Statistics

Functions for allele-frequency aggregation and population-genetic tests. Inputs may be a SNPObject with sample labels or a precomputed allele-frequency tuple from allele_freq_stream(). Block jackknife standard errors are computed by default on f-statistics. Ancestry masking requires a LocalAncestryObject when the ancestry argument is set.

snputils.stats.allele_freq_stream(data, *, chunk_size=10000, sample_labels=None, ancestry=None, laiobj=None, lai_chunk_size=1024, lai_iter_kwargs=None, pseudohaploid=False, return_counts=False, as_dataframe=False, **iter_kwargs)[source]

Compute allele frequencies in variant chunks.

Parameters:
  • data

    One of:

    • in-memory SNPObject

    • a reader implementing iter_read(…)

    • an iterable yielding SNPObject chunks

  • chunk_size – Number of SNPs per chunk.

  • sample_labels – Population label per sample. If None, computes cohort-level frequencies.

  • ancestry – Optional ancestry code for ancestry-specific masking.

  • laiobj

    Optional LAI source used to derive SNP-level LAI when missing in chunks. Supported inputs:

    • in-memory LocalAncestryObject

    • LAI reader implementing iter_windows(…)

    • path to an LAI file understood by snputils.ancestry.io.local.read.LAIReader

  • lai_chunk_size – Number of LAI windows per chunk when laiobj is a streaming LAI reader/path.

  • lai_iter_kwargs – Optional kwargs forwarded to laiobj.iter_windows(…).

  • pseudohaploid – If True, detects pseudo-haploid samples (samples with no heterozygotes in the first 1000 SNPs) and treats them as haploid. If an integer n is provided, checks the first n SNPs. If False, treats all samples as diploid.

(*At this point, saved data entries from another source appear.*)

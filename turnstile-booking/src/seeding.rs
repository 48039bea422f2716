use std::sync::Arc;

use tracing::info;
use uuid::Uuid;

use turnstile_core::{BookingResult, InventoryCache, Ledger, NotificationRelay, Ticket};

/// Bootstrap path for load tests and operations: creates the ledger row and
/// the admission counter for a ticket pool. Both writes are insert-if-absent,
/// so reseeding a live sale changes nothing.
pub struct SeedService {
    ledger: Arc<dyn Ledger>,
    cache: Arc<dyn InventoryCache>,
    relay: Arc<dyn NotificationRelay>,
}

impl SeedService {
    pub fn new(
        ledger: Arc<dyn Ledger>,
        cache: Arc<dyn InventoryCache>,
        relay: Arc<dyn NotificationRelay>,
    ) -> Self {
        Self {
            ledger,
            cache,
            relay,
        }
    }

    /// Seeds a ticket pool and announces its live count. Returns the count as
    /// the admission counter sees it afterwards.
    pub async fn seed(&self, ticket_id: Uuid, event_name: &str, count: i64) -> BookingResult<i64> {
        let ticket = Ticket::new(ticket_id, event_name, count);
        let inserted = self.ledger.add_ticket(&ticket).await?;
        if !inserted {
            info!("Ticket {} already in ledger, row left untouched", ticket_id);
        }

        self.cache.initialize(ticket_id, count).await?;
        let available = self.cache.available(ticket_id).await?;
        self.relay.inventory_updated(ticket_id, available).await?;

        info!(
            "Seeded ticket {} ({}) with {} units, counter at {}",
            ticket_id, event_name, count, available
        );
        Ok(available)
    }
}

#[cfg(test)]
mod tests {
    use super::*;
    use turnstile_core::memory::{MemoryInventoryCache, MemoryLedger, MemoryRelay};
    use turnstile_core::NotificationEvent;

    #[tokio::test]
    async fn seed_creates_ledger_row_and_counter() {
        let ledger = Arc::new(MemoryLedger::new());
        let cache = Arc::new(MemoryInventoryCache::new());
        let relay = Arc::new(MemoryRelay::new());
        let seeder = SeedService::new(ledger.clone(), cache.clone(), relay.clone());

        let ticket_id = Uuid::new_v4();
        let available = seeder.seed(ticket_id, "Launch Night", 100).await.unwrap();

        assert_eq!(available, 100);
        let ticket = ledger.get_ticket(ticket_id).await.unwrap().unwrap();
        assert_eq!(ticket.total_count, 100);
        assert_eq!(ticket.available_count, 100);
        assert_eq!(cache.available(ticket_id).await.unwrap(), 100);

        let events = relay.events().await;
        assert!(matches!(
            events.as_slice(),
            [NotificationEvent::InventoryUpdated { available_count: 100, .. }]
        ));
    }

    #[tokio::test]
    async fn reseeding_a_live_sale_changes_nothing() {
        let ledger = Arc::new(MemoryLedger::new());
        let cache = Arc::new(MemoryInventoryCache::new());
        let relay = Arc::new(MemoryRelay::new());
        let seeder = SeedService::new(ledger.clone(), cache.clone(), relay.clone());

        let ticket_id = Uuid::new_v4();
        seeder.seed(ticket_id, "Launch Night", 10).await.unwrap();

        // Sale in progress: a unit is taken, then someone reseeds.
        assert!(cache.try_reserve(ticket_id).await.unwrap());
        let available = seeder.seed(ticket_id, "Launch Night", 10).await.unwrap();

        assert_eq!(available, 9);
        assert_eq!(cache.available(ticket_id).await.unwrap(), 9);
        let ticket = ledger.get_ticket(ticket_id).await.unwrap().unwrap();
        assert_eq!(ticket.available_count, 10);
    }
}
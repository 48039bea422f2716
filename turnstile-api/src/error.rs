use axum::{
    http::StatusCode,
    response::{IntoResponse, Response},
    Json,
};
use serde_json::json;

use turnstile_core::BookingError;

/// HTTP boundary around [`BookingError`]. Client-caused conditions keep their
/// message; infrastructure faults are logged and collapsed to a generic body.
#[derive(Debug)]
pub struct ApiError(BookingError);

impl From<BookingError> for ApiError {
    fn from(err: BookingError) -> Self {
        Self(err)
    }
}

impl IntoResponse for ApiError {
    fn into_response(self) -> Response {
        let (status, error_message) = match &self.0 {
            BookingError::SoldOut => (StatusCode::CONFLICT, self.0.to_string()),
            BookingError::TicketNotFound(_) => (StatusCode::NOT_FOUND, self.0.to_string()),
            BookingError::MalformedMessage(_) => (StatusCode::BAD_REQUEST, self.0.to_string()),
            BookingError::BrokerUnavailable(_) | BookingError::Cache(_) => {
                tracing::error!("Pipeline unavailable: {}", self.0);
                (
                    StatusCode::SERVICE_UNAVAILABLE,
                    "Booking pipeline unavailable".to_string(),
                )
            }
            _ => {
                tracing::error!("Internal Server Error: {}", self.0);
                (
                    StatusCode::INTERNAL_SERVER_ERROR,
                    "Internal Server Error".to_string(),
                )
            }
        };

        let body = Json(json!({
            "error": error_message,
        }));

        (status, body).into_response()
    }
}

  • return_counts – If True, also return called haplotype counts.

  • as_dataframe – If True, return pandas DataFrames.

  • **iter_kwargs – Additional args forwarded to iter_read(…) when data is a reader.

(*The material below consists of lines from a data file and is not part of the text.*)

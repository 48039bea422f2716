pub mod booking;
pub mod cache;
pub mod events;
pub mod ledger;
pub mod memory;
pub mod queue;
pub mod ticket;

use uuid::Uuid;

#[derive(Debug, thiserror::Error)]
pub enum BookingError {
    #[error("Ticket is sold out")]
    SoldOut,
    #[error("Ticket {0} not found, has it been seeded?")]
    TicketNotFound(Uuid),
    #[error("Concurrent update on ticket {0}")]
    ConcurrencyConflict(Uuid),
    #[error("Intent broker unavailable: {0}")]
    BrokerUnavailable(String),
    #[error("Malformed intent payload: {0}")]
    MalformedMessage(String),
    #[error("Inventory cache failure: {0}")]
    Cache(String),
    #[error("Notification fan-out failure: {0}")]
    Notify(String),
    #[error("Ledger storage failure: {0}")]
    Storage(String),
    #[error("Settlement failed: {0}")]
    SettlementFailure(String),
}

pub type BookingResult<T> = Result<T, BookingError>;

pub use booking::{Booking, BookingStatus};
pub use cache::InventoryCache;
pub use events::{NotificationEvent, NotificationRelay, BOOKING_CHANNEL, INVENTORY_CHANNEL};
pub use ledger::{Ledger, SettleOutcome};
pub use queue::{
    decode_intent, IntentConsumer, IntentDelivery, IntentProducer, INTENT_GROUP, INTENT_TOPIC,
};
pub use ticket::Ticket;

snputils.stats.f2(data, pop1=None, pop2=None, sample_labels=None, apply_correction=True, block_size=5000, blocks=None, ancestry=None, laiobj=None, include_self=False, pseudohaploid=False)[source]

Compute f2-statistics with block-jackknife standard errors.

Parameters:
  • data – Either a SNPObject or a tuple (afs, counts, pops), where afs and counts are arrays of shape (n_snps, n_pops). If a SNPObject is provided, sample_labels are used to aggregate samples to populations.

  • pop1 – Populations to compute f2 for. If both are None, include_self=False computes only off-diagonal pairs i<j; include_self=True computes all pairs including diagonals i<=j.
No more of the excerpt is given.